■ **Task prompt**
Only the lines from the one containing "pub const PRECISION: u128" to the end of the records should be given again, word for word and in full.

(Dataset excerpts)
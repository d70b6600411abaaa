// Encrypted balance record for one (account, asset)
use std::collections::BTreeMap;

use serde::{Deserialize, Serialize};

use crate::crypto::{Egct, Pct};
use crate::primitives::{hash_data, Address, AssetId};

/// Per-credit hints kept on a record; older ones are dropped first
pub const MAX_AMOUNT_PCTS: usize = 32;

/// Amount disclosed to the account holder at a given transaction index
#[derive(Debug, Clone, PartialEq, Eq, Serialize, Deserialize)]
pub struct AmountPct {
    pub pct: Pct,
    pub index: u64,
}

#[derive(Debug, Clone, Copy, PartialEq, Eq, Serialize, Deserialize)]
pub struct HistoryMarker {
    pub index: u64,
    pub valid: bool,
}

/// Homomorphic balance plus the bookkeeping proofs are bound to.
///
/// `egct` is the sum of everything credited minus everything debited.
/// `transaction_index` moves on every mutation, `nonce` only on debits.
/// `history` maps a balance commitment to the index it was created at; a
/// proof may reference any balance that is still marked valid. Only
/// balances since the last debit are kept.
#[derive(Debug, Clone, PartialEq, Eq, Serialize, Deserialize)]
pub struct EncryptedBalance {
    pub egct: Egct,
    pub nonce: u64,
    pub transaction_index: u64,
    pub balance_pct: Pct,
    pub amount_pcts: Vec<AmountPct>,
    pub history: BTreeMap<String, HistoryMarker>,
}

impl Default for EncryptedBalance {
    fn default() -> Self {
        let mut balance = Self {
            egct: Egct::zero(),
            nonce: 0,
            transaction_index: 0,
            balance_pct: Pct::default(),
            amount_pcts: Vec::new(),
            history: BTreeMap::new(),
        };
        // The empty balance is a legitimate proof target
        balance.mark_current();
        balance
    }
}

impl EncryptedBalance {
    /// Commitment to a balance ciphertext at a given debit nonce
    pub fn commitment(egct: &Egct, nonce: u64) -> String {
        let mut data = egct.to_bytes();
        data.extend_from_slice(&nonce.to_le_bytes());
        hex::encode(hash_data(&data))
    }

    fn mark_current(&mut self) {
        let key = Self::commitment(&self.egct, self.nonce);
        self.history.insert(
            key,
            HistoryMarker {
                index: self.transaction_index,
                valid: true,
            },
        );
    }

    pub fn credit(&mut self, amount: &Egct, viewer_pct: Pct) {
        self.egct = self.egct.add(amount);
        self.amount_pcts.push(AmountPct {
            pct: viewer_pct,
            index: self.transaction_index,
        });
        if self.amount_pcts.len() > MAX_AMOUNT_PCTS {
            let excess = self.amount_pcts.len() - MAX_AMOUNT_PCTS;
            self.amount_pcts.drain(..excess);
        }
        self.transaction_index += 1;
        self.mark_current();
    }

    /// `new_balance_pct` replaces the holder's balance hint and clears the
    /// per-credit hints it already accounts for. `None` leaves the hints as
    /// they are; the ciphertext stays authoritative either way. Commitments
    /// from before the debit can never be proved against again and are dropped.
    pub fn debit(&mut self, amount: &Egct, new_balance_pct: Option<Pct>) {
        self.egct = self.egct.sub(amount);
        if let Some(pct) = new_balance_pct {
            self.balance_pct = pct;
            self.amount_pcts.clear();
        }
        self.nonce += 1;
        self.transaction_index += 1;
        self.history.clear();
        self.mark_current();
    }

    /// True if `egct` is a balance this account held since its last debit
    pub fn is_known_balance(&self, egct: &Egct) -> bool {
        self.history
            .get(&Self::commitment(egct, self.nonce))
            .map(|marker| marker.valid)
            .unwrap_or(false)
    }
}

pub fn balance_key(account: &Address, asset: &AssetId) -> Vec<u8> {
    let mut key = Vec::with_capacity(40);
    key.extend_from_slice(account.as_bytes());
    key.extend_from_slice(asset.as_bytes());
    key
}

#[cfg(test)]
mod tests {
    use super::*;
    use crate::crypto::{decrypt_amount, encrypt, random_scalar, KeyPair};
    use crate::test_helpers::test_rng;

    #[test]
    fn test_credit_then_debit() {
        let mut rng = test_rng();
        let pair = KeyPair::generate(&mut rng);
        let mut balance = EncryptedBalance::default();

        balance.credit(&encrypt(&pair.public_key, 700, &random_scalar(&mut rng)), Pct::default());
        balance.credit(&encrypt(&pair.public_key, 300, &random_scalar(&mut rng)), Pct::default());
        assert_eq!(balance.transaction_index, 2);
        assert_eq!(balance.nonce, 0);
        assert_eq!(balance.amount_pcts.len(), 2);

        balance.debit(&encrypt(&pair.public_key, 250, &random_scalar(&mut rng)), Some(Pct::default()));
        assert_eq!(balance.transaction_index, 3);
        assert_eq!(balance.nonce, 1);
        assert!(balance.amount_pcts.is_empty());
        assert_eq!(decrypt_amount(&pair.secret_key, &balance.egct, 1 << 12), Some(750));
    }

    #[test]
    fn test_debit_invalidates_older_balances() {
        let mut rng = test_rng();
        let pair = KeyPair::generate(&mut rng);
        let mut balance = EncryptedBalance::default();

        balance.credit(&encrypt(&pair.public_key, 100, &random_scalar(&mut rng)), Pct::default());
        let after_first = balance.egct;
        balance.credit(&encrypt(&pair.public_key, 50, &random_scalar(&mut rng)), Pct::default());

        // Credits keep earlier balances usable
        assert!(balance.is_known_balance(&after_first));
        assert!(balance.is_known_balance(&balance.egct.clone()));

        balance.debit(&encrypt(&pair.public_key, 10, &random_scalar(&mut rng)), None);
        assert!(!balance.is_known_balance(&after_first));
        assert!(balance.is_known_balance(&balance.egct.clone()));
        assert_eq!(balance.history.len(), 1);
    }

    #[test]
    fn test_record_size_bounded_across_cycles() {
        let mut rng = test_rng();
        let pair = KeyPair::generate(&mut rng);
        let mut balance = EncryptedBalance::default();
        balance.credit(&encrypt(&pair.public_key, 1_000, &random_scalar(&mut rng)), Pct::default());

        let mut sizes = Vec::new();
        for cycle in 0..200 {
            balance.debit(&encrypt(&pair.public_key, 1, &random_scalar(&mut rng)), None);
            balance.credit(&encrypt(&pair.public_key, 1, &random_scalar(&mut rng)), Pct::default());
            if cycle == 50 || cycle == 199 {
                sizes.push(bincode::serialize(&balance).unwrap().len());
            }
        }

        assert_eq!(sizes[0], sizes[1]);
        assert_eq!(balance.history.len(), 2);
        assert!(balance.amount_pcts.len() <= MAX_AMOUNT_PCTS);
        assert_eq!(decrypt_amount(&pair.secret_key, &balance.egct, 1 << 12), Some(1_000));
    }

    #[test]
    fn test_credit_only_account_keeps_recent_hints() {
        let mut rng = test_rng();
        let pair = KeyPair::generate(&mut rng);
        let mut balance = EncryptedBalance::default();
        for _ in 0..(MAX_AMOUNT_PCTS + 5) {
            balance.credit(&encrypt(&pair.public_key, 1, &random_scalar(&mut rng)), Pct::default());
        }
        assert_eq!(balance.amount_pcts.len(), MAX_AMOUNT_PCTS);
        assert_eq!(balance.amount_pcts[0].index, 5);
    }

    #[test]
    fn test_empty_balance_is_known() {
        let balance = EncryptedBalance::default();
        assert!(balance.is_known_balance(&Egct::zero()));
    }
}
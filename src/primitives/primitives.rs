// Core primitives shared by the ledger, the offer book and the circuits
use ark_bn254::Fr;
use ark_ff::PrimeField;
use serde::{Deserialize, Serialize};
use sha2::{Digest, Sha256};

/// Plaintext amounts. Circuits range-check these to `Policy::AMOUNT_BITS`.
pub type Amount = u128;
pub type Timestamp = u64;
pub type OfferId = u64;

/// Account or asset address (20 bytes, Ethereum style)
#[derive(Debug, Clone, Copy, PartialEq, Eq, PartialOrd, Ord, Hash, Default, Serialize, Deserialize)]
pub struct Address(pub [u8; 20]);

/// Assets are identified by their token address
pub type AssetId = Address;

impl Address {
    pub const fn zero() -> Self {
        Address([0u8; 20])
    }

    pub fn from_bytes(bytes: [u8; 20]) -> Self {
        Address(bytes)
    }

    /// Deterministic address derived from a label, handy for tests and demos
    pub fn from_label(label: &str) -> Self {
        let digest = hash_data(label.as_bytes());
        let mut bytes = [0u8; 20];
        bytes.copy_from_slice(&digest[12..]);
        Address(bytes)
    }

    pub fn is_zero(&self) -> bool {
        self.0 == [0u8; 20]
    }

    pub fn as_bytes(&self) -> &[u8; 20] {
        &self.0
    }

    pub fn to_hex(&self) -> String {
        format!("0x{}", hex::encode(self.0))
    }

    pub fn from_hex(s: &str) -> std::result::Result<Self, hex::FromHexError> {
        let stripped = s.strip_prefix("0x").unwrap_or(s);
        let mut bytes = [0u8; 20];
        hex::decode_to_slice(stripped, &mut bytes)?;
        Ok(Address(bytes))
    }

    /// Field encoding used when an address is bound into a proof
    pub fn to_field(&self) -> Fr {
        Fr::from_be_bytes_mod_order(&self.0)
    }
}

impl std::fmt::Display for Address {
    fn fmt(&self, f: &mut std::fmt::Formatter<'_>) -> std::fmt::Result {
        write!(f, "{}", self.to_hex())
    }
}

/// Protocol constants
pub struct Policy;

impl Policy {
    /// Fixed-point scale of offer rates
    pub const PRECISION: u128 = 1_000_000_000_000_000_000;

    /// Bit width every plaintext amount is range-checked to
    pub const AMOUNT_BITS: usize = 128;

    /// Bit width of a rate. Keeps `amount * rate` below the field modulus.
    pub const RATE_BITS: usize = 120;

    pub fn max_rate() -> u128 {
        (1u128 << Self::RATE_BITS) - 1
    }
}

pub fn hash_data(data: &[u8]) -> [u8; 32] {
    let mut hasher = Sha256::new();
    hasher.update(data);
    hasher.finalize().into()
}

■ **Response to this task**
    pub const PRECISION: u128 = 1_000_000_000_000_000_000;

    /// Bit width every plaintext amount is range-checked to
    pub const AMOUNT_BITS: usize = 128;

    /// Bit width of a rate. Keeps `amount * rate` below the field modulus.
    pub const RATE_BITS: usize = 120;

    pub fn max_rate() -> u128 {
        (1u128 << Self::RATE_BITS) - 1
    }
}

pub fn hash_data(data: &[u8]) -> [u8; 32] {
    let mut hasher = Sha256::new();
    hasher.update(data);
    hasher.finalize().into()
}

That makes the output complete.